What Sheryl Sandberg’s ‘Lean In’ Has Meant to Women

来源:纽约时报    2022-06-07 04:24



        When Amy Bailey, a communications strategist, read “Lean In” by Sheryl Sandberg, the year was 2013. The #MeToo movement hadn’t yet ballooned, spotlighting the abuses women can face in the workplace. The term #girlboss wasn’t trending. And the question of how Facebook might affect democracy was not front and center.
        传播策略师艾米·贝利读到谢丽尔·桑德伯格的《向前一步》(Lean In)是在2013年。

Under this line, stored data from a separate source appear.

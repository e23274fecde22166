//! On-disk migration file layout (spec §4.6.1, §6): `migrations/<ID>_<name>.sql`,
//! `-- UP` / `-- DOWN` sections.

use std::fs;
use std::path::{Path, PathBuf};

use nexus_connector::Migration;
use tracing::debug;

use crate::error::{EngineError, Result};

/// Loads every migration file in `dir`, sorted by id ascending.
///
/// Non-`.sql` files are ignored. A `.sql` file whose name does not match
/// `<date>_<time>_<name>.sql` is rejected outright (spec §9,
/// "Identifier collisions") rather than silently skipped, since a
/// malformed file in the migrations directory is far more likely to be
/// operator error than an intentional non-migration artifact.
pub fn load_from_dir(dir: &Path) -> Result<Vec<Migration>> {
    if !dir.exists() {
        return Ok(Vec::new());
    }

    let mut migrations = Vec::new();
    let mut entries: Vec<PathBuf> = fs::read_dir(dir)?
        .filter_map(|e| e.ok())
        .map(|e| e.path())
        .filter(|p| p.extension().and_then(|e| e.to_str()) == Some("sql"))
        .collect();
    entries.sort();

    for path in entries {
        let filename = path
            .file_name()
            .and_then(|n| n.to_str())
            .ok_or_else(|| EngineError::InvalidFormat(path.display().to_string()))?;
        let (id, name) = Migration::parse_filename(filename)
            .ok_or_else(|| EngineError::InvalidFormat(format!("'{filename}' does not match <date>_<time>_<name>.sql")))?;
        let contents = fs::read_to_string(&path)?;
        let migration = Migration::parse_file(id, name, &contents)
            .ok_or_else(|| EngineError::InvalidFormat(format!("'{filename}' is missing a '-- DOWN' marker")))?;
        migrations.push(migration);
    }

    migrations.sort_by(|a, b| a.id.cmp(&b.id));
    debug!(count = migrations.len(), ?dir, "loaded migrations from directory");
    Ok(migrations)
}

/// Writes `migration` to `dir/<id>_<name>.sql`, creating `dir` if needed.
pub fn save_migration(dir: &Path, migration: &Migration) -> Result<PathBuf> {
    fs::create_dir_all(dir)?;
    let path = dir.join(migration.filename());
    fs::write(&path, migration.to_file_contents())?;
    Ok(path)
}

/// Moves every migration file named in `ids` aside into
/// `dir/.squashed_backup/`, per spec §6's backup directory, used by
/// `migrate squash` unless `--keep-originals` is passed.
pub fn backup_originals(dir: &Path, migrations: &[Migration]) -> Result<PathBuf> {
    let backup_dir = dir.join(".squashed_backup");
    fs::create_dir_all(&backup_dir)?;
    for migration in migrations {
        let from = dir.join(migration.filename());
        let to = backup_dir.join(migration.filename());
        if from.exists() {
            fs::rename(&from, &to)?;
        }
    }
    Ok(backup_dir)
}

/// Deletes every migration file named in `ids` from `dir` outright (used
/// by `migrate squash` when `--keep-originals` is not passed and backup is
/// not requested either -- currently unused by the CLI, which always
/// backs up, but kept so callers that want hard deletion don't need to
/// reimplement file removal).
pub fn delete_originals(dir: &Path, migrations: &[Migration]) -> Result<()> {
    for migration in migrations {
        let path = dir.join(migration.filename());
        if path.exists() {
            fs::remove_file(&path)?;
        }
    }
    Ok(())
}

#[cfg(test)]
mod tests {
    use super::*;
    use nexus_connector::Migration;
    use pretty_assertions::assert_eq;
    use tempfile::tempdir;

    #[test]
    fn round_trips_save_and_load() {
        let dir = tempdir().unwrap();
        let m = Migration::new("20260101_000000", "create_users", "CREATE TABLE users (id INTEGER);", "DROP TABLE users;");
        save_migration(dir.path(), &m).unwrap();

        let loaded = load_from_dir(dir.path()).unwrap();
        assert_eq!(loaded.len(), 1);
        assert_eq!(loaded[0].id, m.id);
        assert_eq!(loaded[0].up_sql, m.up_sql);
    }

    #[test]
    fn loads_sorted_by_id() {
        let dir = tempdir().unwrap();
        save_migration(dir.path(), &Migration::new("20260103_000000", "c", "SELECT 1;", "")).unwrap();
        save_migration(dir.path(), &Migration::new("20260101_000000", "a", "SELECT 1;", "")).unwrap();
        save_migration(dir.path(), &Migration::new("20260102_000000", "b", "SELECT 1;", "")).unwrap();

        let loaded = load_from_dir(dir.path()).unwrap();
        let ids: Vec<&str> = loaded.iter().map(|m| m.id.as_str()).collect();
        assert_eq!(ids, vec!["20260101_000000", "20260102_000000", "20260103_000000"]);
    }

    #[test]
    fn rejects_malformed_filename() {
        let dir = tempdir().unwrap();
        fs::write(dir.path().join("not_a_migration.sql"), "-- UP\nSELECT 1;\n\n-- DOWN\n").unwrap();
        let err = load_from_dir(dir.path()).unwrap_err();
        assert!(matches!(err, EngineError::InvalidFormat(_)));
    }

    #[test]
    fn missing_directory_yields_empty_list() {
        let dir = tempdir().unwrap();
        let missing = dir.path().join("does_not_exist");
        assert!(load_from_dir(&missing).unwrap().is_empty());
    }

    #[test]
    fn backup_moves_files_aside() {
        let dir = tempdir().unwrap();
        let m = Migration::new("20260101_000000", "a", "SELECT 1;", "");
        save_migration(dir.path(), &m).unwrap();
        let backup_dir = backup_originals(dir.path(), &[m.clone()]).unwrap();
        assert!(!dir.path().join(m.filename()).exists());
        assert!(backup_dir.join(m.filename()).exists());
    }
}
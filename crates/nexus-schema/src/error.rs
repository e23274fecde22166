//! Validation error types for the schema model.

use std::fmt;

/// A single validation failure discovered by [`crate::Schema::validate`].
#[derive(Debug, Clone, PartialEq, Eq)]
pub enum ValidationError {
    /// A model does not have exactly one primary-key field.
    MissingPrimaryKey {
        /// The model missing a primary key.
        model: String,
    },
    /// A relation's target model does not exist in the schema.
    DanglingRelation {
        /// The model declaring the relation.
        model: String,
        /// The relation's target model name.
        target: String,
    },
    /// An index references a field that does not exist on its model.
    UnknownIndexField {
        /// The model the index belongs to.
        model: String,
        /// The index name.
        index: String,
        /// The unresolved field name.
        field: String,
    },
    /// Two fields on the same model share a name.
    DuplicateField {
        /// The model containing the duplicate.
        model: String,
        /// The repeated field name.
        field: String,
    },
}

impl fmt::Display for ValidationError {
    fn fmt(&self, f: &mut fmt::Formatter<'_>) -> fmt::Result {
        match self {
            Self::MissingPrimaryKey { model } => {
                write!(f, "model '{model}' has no primary-key field")
            }
            Self::DanglingRelation { model, target } => {
                write!(
                    f,
                    "model '{model}' declares a relation to unknown model '{target}'"
                )
            }
            Self::UnknownIndexField {
                model,
                index,
                field,
            } => write!(
                f,
                "index '{index}' on model '{model}' references unknown field '{field}'"
            ),
            Self::DuplicateField { model, field } => {
                write!(f, "model '{model}' has duplicate field '{field}'")
            }
        }
    }
}

/// Aggregated validation report. Non-empty iff the schema is invalid.
#[derive(Debug, Clone, Default, PartialEq, Eq)]
pub struct ValidationReport {
    /// All validation errors discovered, in deterministic discovery order.
    pub errors: Vec<ValidationError>,
}

impl ValidationReport {
    /// Returns `true` if no errors were recorded.
    pub fn is_ok(&self) -> bool {
        self.errors.is_empty()
    }
}

impl fmt::Display for ValidationReport {
    fn fmt(&self, f: &mut fmt::Formatter<'_>) -> fmt::Result {
        for (i, e) in self.errors.iter().enumerate() {
            if i > 0 {
                writeln!(f)?;
            }
            write!(f, "{e}")?;
        }
        Ok(())
    }
}

impl std::error::Error for ValidationReport {}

当时,突显女性在职场可能面临虐待情况的“#我也是”(#MeToo)运动还没有兴起。“#年轻女老板”(#girlboss)这个标签并不流行。Facebook可能如何影响民主的问题也没有引起关注。
        “It gave me this boost of courage,” said Ms. Bailey, 46, who lives in Green Bay, Wis., referring to Ms. Sandberg’s book. “It struck this feminist chord in me — if you just push harder, if you just ask for more, someone will take notice.”

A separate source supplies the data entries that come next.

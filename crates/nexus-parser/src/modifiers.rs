//! Tokenizes the `@modifier` tail of a field line, respecting parenthesized
//! arguments (which may themselves contain commas, spaces, and quotes).

/// A single parsed modifier token, e.g. `@default("now()")`.
#[derive(Debug, Clone, PartialEq, Eq)]
pub struct ModifierToken {
    /// The modifier name, without the leading `@`, e.g. `"default"`.
    pub name: String,
    /// The raw text inside the parentheses, if any (not further unquoted).
    pub arg: Option<String>,
}

/// Splits the modifier tail of a field line into tokens.
///
/// Malformed fragments (stray text not starting with `@`) are folded into
/// a token with an empty name so the caller can report `invalid-modifier`
/// without panicking on unexpected input.
pub fn tokenize(rest: &str) -> Vec<ModifierToken> {
    let chars: Vec<char> = rest.chars().collect();
    let mut tokens = Vec::new();
    let mut i = 0;

    while i < chars.len() {
        if chars[i].is_whitespace() {
            i += 1;
            continue;
        }
        if chars[i] != '@' {
            let start = i;
            while i < chars.len() && !chars[i].is_whitespace() {
                i += 1;
            }
            tokens.push(ModifierToken {
                name: String::new(),
                arg: Some(chars[start..i].iter().collect()),
            });
            continue;
        }

        i += 1; // consume '@'
        let name_start = i;
        while i < chars.len() && (chars[i].is_alphanumeric() || chars[i] == '_') {
            i += 1;
        }
        let name: String = chars[name_start..i].iter().collect();

        let arg = if i < chars.len() && chars[i] == '(' {
            let arg_start = i + 1;
            i += 1;
            let mut depth = 1;
            let mut in_quote: Option<char> = None;
            while i < chars.len() && depth > 0 {
                let c = chars[i];
                if let Some(q) = in_quote {
                    if c == q {
                        in_quote = None;
                    }
                } else if c == '\'' || c == '"' {
                    in_quote = Some(c);
                } else if c == '(' {
                    depth += 1;
                } else if c == ')' {
                    depth -= 1;
                }
                i += 1;
            }
            let arg_end = if depth == 0 { i - 1 } else { i };
            Some(chars[arg_start..arg_end].iter().collect())
        } else {
            None
        };

        tokens.push(ModifierToken { name, arg });
    }

    tokens
}

#[cfg(test)]
mod tests {
    use super::*;

    #[test]
    fn tokenizes_flags_without_args() {
        let tokens = tokenize("@id @unique @autoincrement");
        assert_eq!(tokens.len(), 3);
        assert_eq!(tokens[0].name, "id");
        assert_eq!(tokens[0].arg, None);
    }

    #[test]
    fn tokenizes_arg_with_nested_parens_and_commas() {
        let tokens = tokenize(r#"@default("now()") @precision(10,2)"#);
        assert_eq!(tokens[0].name, "default");
        assert_eq!(tokens[0].arg.as_deref(), Some(r#""now()""#));
        assert_eq!(tokens[1].name, "precision");
        assert_eq!(tokens[1].arg.as_deref(), Some("10,2"));
    }

    #[test]
    fn tokenizes_string_arg_with_space_and_comma() {
        let tokens = tokenize(r#"@map("column, name")"#);
        assert_eq!(tokens[0].arg.as_deref(), Some(r#""column, name""#));
    }
}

        “它曾经给了我很大勇气,”46岁、现居威斯康星州格林湾的贝利这样评价桑德伯格的书。“它在我的内心触动了女权主义的共鸣——如果你更努力,如果你要求更多,总会有人注意到。”
        Nearly a decade later, Ms. Bailey said she had been denied raises, pumped milk in the smoking lounge of her office and cut back on her professional ambitions, recognizing the challenge of balancing her work with motherhood. She has also soured on the Lean In philosophy that taught her that a little grit was all she needed for career success.
        近十年后,贝利说,她要求加薪遭到了拒绝,要在办公室的吸烟室抽取母乳,事业抱负也打了折扣,她意识到平衡工作与母职是一种挑战。她也对“向前一步”理念感到厌恶,这种理念告诉她,取得事业成功只需要一点点勇气。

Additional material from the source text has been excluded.